Окаменелая неподвижность по целым часам; только веки дрожат над беспокойными, блуждающими зрачками.
Сегодня вечером – мне стыдно даже вспомнить об этом – из-за того, что он не слушался меня и не хотел делать что-то для своего здоровья, я вдруг так расстроился, почувствовал такое раздражение, что потерял над собой контроль и ушел из дому, бросив ему на прощание, что не знаю, когда вернусь. Итак, я сказал ему, что ухожу, чтобы он не ждал меня – и он совершенно равнодушно дал мне уйти. Ночью я бегал по Булонскому лесу, тростью рубил траву и листья, убегал от крыши собственного дома, когда она показывалась за деревьями. Наконец, очень поздно, я вернулся.
Когда на мой звонок отворилась дверь, я увидел наверху лестницы дорогое дитя мое. Он только что встал с постели, выскочил ко мне в одной сорочке. И как только я услыхал его голос, обласкавший меня всевозможными дружескими вопросами, то немедленно испытал почти бессмысленную радость, вновь узнав это сердце, в которое уже перестал верить.
Пришли шарманщики, заиграли, и я почувствовал, как глаза мои наполнились слезами. Я поскорее увел его на набережную и дал волю своему горю, а он глядел на меня встревоженно и не понимал…
Я прошу его продолжать. Он все молчит. Я смотрю и вижу в нем что-то странное: и слезы, и испуг в глазах. Я обнимаю, приподнимаю, целую его. Тогда губы его с усилием начинают испускать звуки, уже не слова, а шепот, какой-то мучительный, ничего не выражающий шепот. Какое-то ужасное немое мучение, которое не может высвободиться из-под его белокурых дрожащих усов… Боже мой! Уж не паралич ли речи?..

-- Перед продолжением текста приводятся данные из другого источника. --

//! Aligned, zero-initialised sample buffers
//!
//! `AlignedBuffer<T>` owns a heap block aligned to a caller-chosen power of
//! two. Buffers are created zeroed, so they are restricted to plain sample
//! types (`Zeroable + Copy`). Zero-length buffers never touch the allocator.

use crate::error::{Error, Result};
use bytemuck::Zeroable;
use std::alloc::{alloc_zeroed, dealloc, realloc, Layout};
use std::fmt;
use std::marker::PhantomData;
use std::mem;
use std::ops::{Deref, DerefMut};
use std::ptr::{self, NonNull};

/// Alignment the system allocator guarantees for every block
pub const SYSTEM_ALIGNMENT: usize = 2 * mem::size_of::<usize>();

/// Heap buffer with a guaranteed alignment
pub struct AlignedBuffer<T> {
    ptr: NonNull<T>,
    len: usize,
    layout: Layout,
    _marker: PhantomData<T>,
}

fn layout_for<T>(len: usize, alignment: usize) -> Result<Layout> {
    if !alignment.is_power_of_two() {
        return Err(Error::InvalidAlignment(alignment));
    }
    let alignment = alignment.max(mem::align_of::<T>());
    let size = len
        .checked_mul(mem::size_of::<T>())
        .ok_or(Error::Allocation {
            size: usize::MAX,
            alignment,
        })?;
    Layout::from_size_align(size, alignment).map_err(|_| Error::Allocation { size, alignment })
}

impl<T: Zeroable + Copy> AlignedBuffer<T> {
    /// Allocate `len` zeroed elements aligned to at least `alignment` bytes
    ///
    /// The effective alignment is raised to `align_of::<T>()` when smaller.
    pub fn try_new(len: usize, alignment: usize) -> Result<Self> {
        let layout = layout_for::<T>(len, alignment)?;
        let ptr = Self::allocate_zeroed(layout)?;
        Ok(Self {
            ptr,
            len,
            layout,
            _marker: PhantomData,
        })
    }

    fn allocate_zeroed(layout: Layout) -> Result<NonNull<T>> {
        if layout.size() == 0 {
            return Ok(NonNull::dangling());
        }
        // Safety: layout has a non-zero size
        let raw = unsafe { alloc_zeroed(layout) } as *mut T;
        match NonNull::new(raw) {
            Some(ptr) => {
                tracing::debug!(
                    size = layout.size(),
                    alignment = layout.align(),
                    "allocated aligned buffer"
                );
                Ok(ptr)
            }
            None => {
                tracing::warn!(
                    size = layout.size(),
                    alignment = layout.align(),
                    "aligned allocation failed"
                );
                Err(Error::Allocation {
                    size: layout.size(),
                    alignment: layout.align(),
                })
            }
        }
    }

    /// Resize to `new_len` elements, keeping the first `min(len, new_len)`
    ///
    /// Elements past the old length are zeroed. Over-aligned buffers always
    /// move to a fresh block; others may be resized in place by the system
    /// allocator. On failure the original buffer is released.
    pub fn reallocate(self, new_len: usize) -> Result<Self> {
        if new_len == self.len {
            return Ok(self);
        }
        let new_layout = layout_for::<T>(new_len, self.layout.align())?;
        let old_size = self.layout.size();
        let new_size = new_layout.size();

        if self.layout.align() <= SYSTEM_ALIGNMENT && old_size != 0 && new_size != 0 {
            // Safety: ptr was allocated with self.layout and new_size is non-zero
            // and fits the same alignment
            let raw = unsafe { realloc(self.ptr.as_ptr() as *mut u8, self.layout, new_size) };
            let Some(block) = NonNull::new(raw) else {
                tracing::warn!(size = new_size, "buffer reallocation failed");
                return Err(Error::Allocation {
                    size: new_size,
                    alignment: new_layout.align(),
                });
            };
            if new_size > old_size {
                // Safety: the block holds new_size bytes
                unsafe { ptr::write_bytes(block.as_ptr().add(old_size), 0, new_size - old_size) };
            }
            // The old block now belongs to `block`
            mem::forget(self);
            return Ok(Self {
                ptr: block.cast(),
                len: new_len,
                layout: new_layout,
                _marker: PhantomData,
            });
        }

        let mut fresh = Self::try_new(new_len, new_layout.align())?;
        let keep = self.len.min(new_len);
        fresh[..keep].copy_from_slice(&self[..keep]);
        Ok(fresh)
    }
}

impl<T> AlignedBuffer<T> {
    /// Number of elements
    #[inline]
    pub fn len(&self) -> usize {
        self.len
    }

    #[inline]
    pub fn is_empty(&self) -> bool {
        self.len == 0
    }

    /// Alignment of the block in bytes
    #[inline]
    pub fn alignment(&self) -> usize {
        self.layout.align()
    }

    #[inline]
    pub fn as_ptr(&self) -> *const T {
        self.ptr.as_ptr()
    }

    #[inline]
    pub fn as_mut_ptr(&mut self) -> *mut T {
        self.ptr.as_ptr()
    }

    /// Get the elements as a slice
    #[inline]
    pub fn as_slice(&self) -> &[T] {
        // Safety: ptr is valid (or dangling with len 0) for len initialised elements
        unsafe { std::slice::from_raw_parts(self.ptr.as_ptr(), self.len) }
    }

    /// Get the elements as a mutable slice
    #[inline]
    pub fn as_mut_slice(&mut self) -> &mut [T] {
        // Safety: as above, and &mut self guarantees exclusive access
        unsafe { std::slice::from_raw_parts_mut(self.ptr.as_ptr(), self.len) }
    }
}

impl<T> Deref for AlignedBuffer<T> {
    type Target = [T];

    fn deref(&self) -> &[T] {
        self.as_slice()
    }
}

impl<T> DerefMut for AlignedBuffer<T> {
    fn deref_mut(&mut self) -> &mut [T] {
        self.as_mut_slice()
    }
}

impl<T: fmt::Debug> fmt::Debug for AlignedBuffer<T> {
    fn fmt(&self, f: &mut fmt::Formatter<'_>) -> fmt::Result {
        f.debug_struct("AlignedBuffer")
            .field("alignment", &self.alignment())
            .field("data", &self.as_slice())
            .finish()
    }
}

impl<T> Drop for AlignedBuffer<T> {
    fn drop(&mut self) {
        if self.layout.size() != 0 {
            // Safety: ptr was allocated with exactly this layout
            unsafe { dealloc(self.ptr.as_ptr() as *mut u8, self.layout) };
        }
    }
}

// Safety: AlignedBuffer owns its data and T is Send
unsafe impl<T: Send> Send for AlignedBuffer<T> {}
// Safety: AlignedBuffer owns its data and T is Sync
unsafe impl<T: Sync> Sync for AlignedBuffer<T> {}

#[cfg(test)]
mod tests {
    use super::*;
    use crate::numeric::Cf32;

    #[test]
    fn test_alignment_and_zeroing() {
        let buffer = AlignedBuffer::<f32>::try_new(37, 32).unwrap();
        assert_eq!(buffer.len(), 37);
        assert_eq!(buffer.alignment(), 32);
        assert_eq!(buffer.as_ptr() as usize % 32, 0);
        assert!(buffer.iter().all(|&v| v == 0.0));
    }

    #[test]
    fn test_alignment_raised_to_element() {
        let buffer = AlignedBuffer::<Cf32>::try_new(4, 1).unwrap();
        assert_eq!(buffer.alignment(), mem::align_of::<Cf32>());
    }

    #[test]
    fn test_zero_length() {
        let buffer = AlignedBuffer::<u8>::try_new(0, 64).unwrap();
        assert!(buffer.is_empty());
        assert_eq!(buffer.as_slice(), &[] as &[u8]);
    }

    #[test]
    fn test_rejects_bad_alignment() {
        let err = AlignedBuffer::<f32>::try_new(8, 24).unwrap_err();
        assert!(matches!(err, Error::InvalidAlignment(24)));
    }

    #[test]
    fn test_unsatisfiable_requests_fail_cleanly() {
        assert!(matches!(
            AlignedBuffer::<f32>::try_new(usize::MAX, 32),
            Err(Error::Allocation { .. })
        ));
        assert!(matches!(
            AlignedBuffer::<f32>::try_new(1 << 60, 32),
            Err(Error::Allocation { .. })
        ));
    }

    #[test]
    fn test_reallocate_grows_over_aligned() {
        let mut buffer = AlignedBuffer::<f32>::try_new(5, 64).unwrap();
        buffer.copy_from_slice(&[1.0, 2.0, 3.0, 4.0, 5.0]);
        let buffer = buffer.reallocate(12).unwrap();
        assert_eq!(buffer.alignment(), 64);
        assert_eq!(buffer.as_ptr() as usize % 64, 0);
        assert_eq!(&buffer[..5], &[1.0, 2.0, 3.0, 4.0, 5.0]);
        assert!(buffer[5..].iter().all(|&v| v == 0.0));
    }

    #[test]
    fn test_reallocate_system_aligned() {
        let mut buffer = AlignedBuffer::<i16>::try_new(3, 4).unwrap();
        buffer.copy_from_slice(&[7, -8, 9]);
        let buffer = buffer.reallocate(1000).unwrap();
        assert_eq!(&buffer[..3], &[7, -8, 9]);
        assert!(buffer[3..].iter().all(|&v| v == 0));

        let buffer = buffer.reallocate(2).unwrap();
        assert_eq!(&buffer[..], &[7, -8]);
    }

    #[test]
    fn test_reallocate_from_and_to_empty() {
        let buffer = AlignedBuffer::<u8>::try_new(0, 8).unwrap();
        let mut buffer = buffer.reallocate(4).unwrap();
        assert_eq!(&buffer[..], &[0, 0, 0, 0]);
        buffer[0] = 9;
        let buffer = buffer.reallocate(0).unwrap();
        assert!(buffer.is_empty());
    }
}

Понемногу все утихает, но он не может ничего выговорить, кроме «да» и «нет», и смотрит мутными глазами, будто ничего не понимает. Вдруг он опять берется за книгу, кладет ее перед собою и хочет читать, непременно читать. Начинает: «Кардинал Па…» и больше ничего, не может договорить слова[79]
. Возится в кресле, снимает свою соломенную шляпу, водит по лбу нетерпеливыми пальцами, царапает себе лоб, будто роет у себя в мозгу, мнет страницу, подносит ее к глазам.Отчаяние этой воли, озлобление этого усилия не поддаются описанию. Нет, никогда я не бывал свидетелем такого мучительного, такого жестокого зрелища! То было бешеное отчаяние писателя, производителя книг, который видит, что уже и читать не может.
Ах, если бы можно было видеть, что в такие минуты творится в его мозгу! У меня всё еще перед глазами душераздирающая мольба его взгляда во время этого страшного припадка.
В «Таверне» возле нас сидит молодой человек, озабоченный, поглощенный своими мыслями, ничего вокруг себя не замечающий. Заказывает он только ломтик холодного ростбифа да кофе с водкой. Вот уж поистине современный обед: не здоровое наслаждение едой, но искусственное возбуждение сил, выматываемых современной жизнью.
Подолгу сидя со мной в комнате, он – отсутствует.
– Где ты, мой друг? – спрашиваю я его вчера.
– В пространствах… пустоты… – ответил он после нескольких минут молчания.